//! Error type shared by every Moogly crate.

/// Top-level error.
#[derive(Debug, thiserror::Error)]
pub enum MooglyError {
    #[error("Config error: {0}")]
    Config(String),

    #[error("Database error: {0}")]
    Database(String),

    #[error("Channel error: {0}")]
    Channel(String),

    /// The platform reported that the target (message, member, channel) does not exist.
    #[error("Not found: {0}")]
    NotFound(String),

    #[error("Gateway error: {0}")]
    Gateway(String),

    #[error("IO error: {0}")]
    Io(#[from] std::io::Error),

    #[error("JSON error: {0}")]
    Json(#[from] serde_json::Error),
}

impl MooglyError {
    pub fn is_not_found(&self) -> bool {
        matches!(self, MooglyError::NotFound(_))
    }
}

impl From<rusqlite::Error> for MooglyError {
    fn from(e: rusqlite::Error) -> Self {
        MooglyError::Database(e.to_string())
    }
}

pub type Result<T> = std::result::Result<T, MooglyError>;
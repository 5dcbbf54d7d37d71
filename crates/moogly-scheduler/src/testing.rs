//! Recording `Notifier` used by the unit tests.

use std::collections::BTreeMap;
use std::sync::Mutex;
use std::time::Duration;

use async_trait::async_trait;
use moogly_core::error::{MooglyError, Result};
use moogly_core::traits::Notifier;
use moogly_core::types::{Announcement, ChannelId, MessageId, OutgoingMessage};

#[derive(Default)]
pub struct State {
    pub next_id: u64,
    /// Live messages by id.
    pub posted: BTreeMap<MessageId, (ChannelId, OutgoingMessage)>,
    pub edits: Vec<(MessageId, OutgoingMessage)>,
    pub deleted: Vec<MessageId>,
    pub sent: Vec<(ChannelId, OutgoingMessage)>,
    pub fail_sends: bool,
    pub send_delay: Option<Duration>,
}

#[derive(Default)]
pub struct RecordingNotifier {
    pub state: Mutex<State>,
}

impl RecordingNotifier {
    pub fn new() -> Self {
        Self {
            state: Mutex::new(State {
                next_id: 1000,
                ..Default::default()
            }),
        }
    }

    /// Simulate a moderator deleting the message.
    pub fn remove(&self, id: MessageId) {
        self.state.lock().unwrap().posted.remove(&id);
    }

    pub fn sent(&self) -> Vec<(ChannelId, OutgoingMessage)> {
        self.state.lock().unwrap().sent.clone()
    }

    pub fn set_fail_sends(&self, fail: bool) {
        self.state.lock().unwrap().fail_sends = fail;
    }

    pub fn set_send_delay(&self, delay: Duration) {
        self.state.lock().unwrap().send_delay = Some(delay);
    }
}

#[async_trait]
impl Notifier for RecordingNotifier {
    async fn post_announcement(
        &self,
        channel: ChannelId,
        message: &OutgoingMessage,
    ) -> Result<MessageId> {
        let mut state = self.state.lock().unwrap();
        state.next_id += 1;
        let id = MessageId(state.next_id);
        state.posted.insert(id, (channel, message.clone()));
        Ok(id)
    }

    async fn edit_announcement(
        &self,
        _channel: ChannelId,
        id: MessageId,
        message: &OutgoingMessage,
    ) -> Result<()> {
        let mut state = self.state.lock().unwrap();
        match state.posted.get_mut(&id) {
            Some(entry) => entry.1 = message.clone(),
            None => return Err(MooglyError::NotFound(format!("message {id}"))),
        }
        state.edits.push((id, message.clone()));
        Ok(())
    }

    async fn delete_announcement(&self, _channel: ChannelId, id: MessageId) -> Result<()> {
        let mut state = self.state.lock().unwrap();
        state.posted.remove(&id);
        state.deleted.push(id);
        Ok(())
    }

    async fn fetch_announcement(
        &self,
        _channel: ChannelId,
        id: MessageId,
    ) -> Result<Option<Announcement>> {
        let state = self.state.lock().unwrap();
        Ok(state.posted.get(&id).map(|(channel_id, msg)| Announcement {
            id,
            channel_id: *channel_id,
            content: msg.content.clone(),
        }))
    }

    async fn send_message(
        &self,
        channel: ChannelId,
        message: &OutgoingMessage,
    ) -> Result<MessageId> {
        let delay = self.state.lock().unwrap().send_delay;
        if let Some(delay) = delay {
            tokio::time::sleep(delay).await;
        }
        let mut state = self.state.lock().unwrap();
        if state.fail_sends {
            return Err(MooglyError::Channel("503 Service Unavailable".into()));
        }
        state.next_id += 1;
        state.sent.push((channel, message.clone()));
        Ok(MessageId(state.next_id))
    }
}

_____

**Problem to work on:** Copy out all of the data exactly, leaving nothing out.

**Solution to this problem:**
//! Error type shared by every Moogly crate.

/// Top-level error.
#[derive(Debug, thiserror::Error)]
pub enum MooglyError {
    #[error("Config error: {0}")]
    Config(String),

    #[error("Database error: {0}")]
    Database(String),

    #[error("Channel error: {0}")]
    Channel(String),

    /// The platform reported that the target (message, member, channel) does not exist.
    #[error("Not found: {0}")]
    NotFound(String),

    #[error("Gateway error: {0}")]
    Gateway(String),

    #[error("IO error: {0}")]
    Io(#[from] std::io::Error),

    #[error("JSON error: {0}")]
    Json(#[from] serde_json::Error),
}

impl MooglyError {
    pub fn is_not_found(&self) -> bool {
        matches!(self, MooglyError::NotFound(_))
    }
}

impl From<rusqlite::Error> for MooglyError {
    fn from(e: rusqlite::Error) -> Self {
        MooglyError::Database(e.to_string())
    }
}

pub type Result<T> = std::result::Result<T, MooglyError>;
repository 5dcbbf54d7d37d71
filename crates/moogly-scheduler/src/testing.rs
//! Recording `Notifier` used by the unit tests.

use std::collections::BTreeMap;
use std::sync::Mutex;
use std::time::Duration;

use async_trait::async_trait;
use moogly_core::error::{MooglyError, Result};
use moogly_core::traits::Notifier;
use moogly_core::types::{Announcement, ChannelId, MessageId, OutgoingMessage};

#[derive(Default)]
pub struct State {
    pub next_id: u64,
    /// Live messages by id.
    pub posted: BTreeMap<MessageId, (ChannelId, OutgoingMessage)>,
    pub edits: Vec<(MessageId, OutgoingMessage)>,
    pub deleted: Vec<MessageId>,
    pub sent: Vec<(ChannelId, OutgoingMessage)>,
    pub fail_sends: bool,
    pub send_delay: Option<Duration>,
}

#[derive(Default)]
pub struct RecordingNotifier {
    pub state: Mutex<State>,
}

impl RecordingNotifier {
    pub fn new() -> Self {
        Self {
            state: Mutex::new(State {
                next_id: 1000,
                ..Default::default()
            }),
        }
    }

    /// Simulate a moderator deleting the message.
    pub fn remove(&self, id: MessageId) {
        self.state.lock().unwrap().posted.remove(&id);
    }

    pub fn sent(&self) -> Vec<(ChannelId, OutgoingMessage)> {
        self.state.lock().unwrap().sent.clone()
    }

    pub fn set_fail_sends(&self, fail: bool) {
        self.state.lock().unwrap().fail_sends = fail;
    }

    pub fn set_send_delay(&self, delay: Duration) {
        self.state.lock().unwrap().send_delay = Some(delay);
    }
}

#[async_trait]
impl Notifier for RecordingNotifier {
    async fn post_announcement(
        &self,
        channel: ChannelId,
        message: &OutgoingMessage,
    ) -> Result<MessageId> {
        let mut state = self.state.lock().unwrap();
        state.next_id += 1;
        let id = MessageId(state.next_id);
        state.posted.insert(id, (channel, message.clone()));
        Ok(id)
    }

    async fn edit_announcement(
        &self,
        _channel: ChannelId,
        id: MessageId,
        message: &OutgoingMessage,
    ) -> Result<()> {
        let mut state = self.state.lock().unwrap();
        match state.posted.get_mut(&id) {
            Some(entry) => entry.1 = message.clone(),
            None => return Err(MooglyError::NotFound(format!("message {id}"))),
        }
        state.edits.push((id, message.clone()));
        Ok(())
    }

    async fn delete_announcement(&self, _channel: ChannelId, id: MessageId) -> Result<()> {
        let mut state = self.state.lock().unwrap();
        state.posted.remove(&id);
        state.deleted.push(id);
        Ok(())
    }

    async fn fetch_announcement(
        &self,
        _channel: ChannelId,
        id: MessageId,
    ) -> Result<Option<Announcement>> {
        let state = self.state.lock().unwrap();
        Ok(state.posted.get(&id).map(|(channel_id, msg)| Announcement {
            id,
            channel_id: *channel_id,
            content: msg.content.clone(),
        }))
    }

    async fn send_message(
        &self,
        channel: ChannelId,
        message: &OutgoingMessage,
    ) -> Result<MessageId> {
        let delay = self.state.lock().unwrap().send_delay;
        if let Some(delay) = delay {
            tokio::time::sleep(delay).await;
        }
        let mut state = self.state.lock().unwrap();
        if state.fail_sends {
            return Err(MooglyError::Channel("503 Service Unavailable".into()));
        }
        state.next_id += 1;
        state.sent.push((channel, message.clone()));
        Ok(MessageId(state.next_id))
    }
}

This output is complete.